→ **Exercise requirements**: Transcribe exactly the line that contains "the created account." and each line that comes after it in the material, the last line included, and nothing more.

→ **Data shown**:
BEGIN

use crate::types::account::{Account, CreateAccountRequest, UpdateAccountRequest};
use cuzdanim_http::{ApiClient, ApiRequest, Error};
use http::Method;
use std::sync::Arc;

pub struct Service<T>
where
    T: ApiClient + Send + Sync,
{
    api: Arc<T>,
}

impl<T> Service<T>
where
    T: ApiClient + Send + Sync,
{
    pub fn new(api: Arc<T>) -> Self {
        Self { api }
    }
    pub async fn list(&self) -> Result<Vec<Account>, Error> {
        self.api
            .send_api::<(), (), Vec<Account>>(&ApiRequest {
                method: Method::GET,
                path: "/accounts".into(),
                parameters: None,
                input: None,
                encoding: None,
            })
            .await?
            .into_data()
    }
    /// Returns the id of the created account.
    pub async fn create(&self, input: CreateAccountRequest) -> Result<String, Error> {
        self.api
            .send_api::<(), _, String>(&ApiRequest {
                method: Method::POST,
                path: "/accounts".into(),
                parameters: None,
                input: Some(input),
                encoding: Some("application/json".into()),
            })
            .await?
            .into_data()
    }
    pub async fn update(&self, id: &str, input: UpdateAccountRequest) -> Result<String, Error> {
        self.api
            .send_api::<(), _, String>(&ApiRequest {
                method: Method::PUT,
                path: format!("/accounts/{id}"),
                parameters: None,
                input: Some(input),
                encoding: Some("application/json".into()),
            })
            .await?
            .into_data()
    }
    pub async fn delete(&self, id: &str) -> Result<(), Error> {
        self.api
            .send_api::<(), (), String>(&ApiRequest {
                method: Method::DELETE,
                path: format!("/accounts/{id}"),
                parameters: None,
                input: None,
                encoding: None,
            })
            .await?;
        Ok(())
    }
}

END

→ **Written reply**:
    /// Returns the id of the created account.
    pub async fn create(&self, input: CreateAccountRequest) -> Result<String, Error> {
        self.api
            .send_api::<(), _, String>(&ApiRequest {
                method: Method::POST,
                path: "/accounts".into(),
                parameters: None,
                input: Some(input),
                encoding: Some("application/json".into()),
            })
            .await?
            .into_data()
    }
    pub async fn update(&self, id: &str, input: UpdateAccountRequest) -> Result<String, Error> {
        self.api
            .send_api::<(), _, String>(&ApiRequest {
                method: Method::PUT,
                path: format!("/accounts/{id}"),
                parameters: None,
                input: Some(input),
                encoding: Some("application/json".into()),
            })
            .await?
            .into_data()
    }
    pub async fn delete(&self, id: &str) -> Result<(), Error> {
        self.api
            .send_api::<(), (), String>(&ApiRequest {
                method: Method::DELETE,
                path: format!("/accounts/{id}"),
                parameters: None,
                input: None,
                encoding: None,
            })
            .await?;
        Ok(())
    }
}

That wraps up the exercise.